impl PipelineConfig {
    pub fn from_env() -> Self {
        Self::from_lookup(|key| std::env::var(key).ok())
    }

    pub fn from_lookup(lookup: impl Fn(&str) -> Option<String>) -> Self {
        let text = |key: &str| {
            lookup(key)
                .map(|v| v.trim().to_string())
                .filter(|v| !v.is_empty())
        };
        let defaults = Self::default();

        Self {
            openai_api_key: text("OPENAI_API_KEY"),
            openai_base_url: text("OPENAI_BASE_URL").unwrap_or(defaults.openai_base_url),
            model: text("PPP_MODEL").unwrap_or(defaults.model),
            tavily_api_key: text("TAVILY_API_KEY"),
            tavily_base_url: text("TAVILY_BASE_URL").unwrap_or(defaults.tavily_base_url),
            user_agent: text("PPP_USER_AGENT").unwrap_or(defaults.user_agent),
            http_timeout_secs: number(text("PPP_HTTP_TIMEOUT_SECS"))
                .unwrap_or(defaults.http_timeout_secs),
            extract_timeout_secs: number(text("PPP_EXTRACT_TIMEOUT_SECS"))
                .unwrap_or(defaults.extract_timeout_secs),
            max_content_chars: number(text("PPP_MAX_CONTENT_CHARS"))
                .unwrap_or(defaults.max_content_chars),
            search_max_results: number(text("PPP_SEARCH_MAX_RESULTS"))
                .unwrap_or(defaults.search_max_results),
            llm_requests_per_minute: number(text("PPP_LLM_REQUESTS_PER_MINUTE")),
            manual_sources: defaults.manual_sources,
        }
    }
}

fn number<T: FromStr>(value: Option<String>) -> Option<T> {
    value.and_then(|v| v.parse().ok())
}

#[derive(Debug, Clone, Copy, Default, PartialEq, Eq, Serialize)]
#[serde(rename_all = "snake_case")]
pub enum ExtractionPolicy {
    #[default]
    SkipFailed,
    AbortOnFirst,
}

# Work item:
The records above are to be output in full and without error.

# Answer section:
impl PipelineConfig {
    pub fn from_env() -> Self {
        Self::from_lookup(|key| std::env::var(key).ok())
    }

    pub fn from_lookup(lookup: impl Fn(&str) -> Option<String>) -> Self {
        let text = |key: &str| {
            lookup(key)
                .map(|v| v.trim().to_string())
                .filter(|v| !v.is_empty())
        };
        let defaults = Self::default();

        Self {
            openai_api_key: text("OPENAI_API_KEY"),
            openai_base_url: text("OPENAI_BASE_URL").unwrap_or(defaults.openai_base_url),
            model: text("PPP_MODEL").unwrap_or(defaults.model),
            tavily_api_key: text("TAVILY_API_KEY"),
            tavily_base_url: text("TAVILY_BASE_URL").unwrap_or(defaults.tavily_base_url),
            user_agent: text("PPP_USER_AGENT").unwrap_or(defaults.user_agent),
            http_timeout_secs: number(text("PPP_HTTP_TIMEOUT_SECS"))
                .unwrap_or(defaults.http_timeout_secs),
            extract_timeout_secs: number(text("PPP_EXTRACT_TIMEOUT_SECS"))
                .unwrap_or(defaults.extract_timeout_secs),
            max_content_chars: number(text("PPP_MAX_CONTENT_CHARS"))
                .unwrap_or(defaults.max_content_chars),
            search_max_results: number(text("PPP_SEARCH_MAX_RESULTS"))
                .unwrap_or(defaults.search_max_results),
            llm_requests_per_minute: number(text("PPP_LLM_REQUESTS_PER_MINUTE")),
            manual_sources: defaults.manual_sources,
        }
    }
}

fn number<T: FromStr>(value: Option<String>) -> Option<T> {
    value.and_then(|v| v.parse().ok())
}

#[derive(Debug, Clone, Copy, Default, PartialEq, Eq, Serialize)]
#[serde(rename_all = "snake_case")]
pub enum ExtractionPolicy {
    #[default]
    SkipFailed,
    AbortOnFirst,
}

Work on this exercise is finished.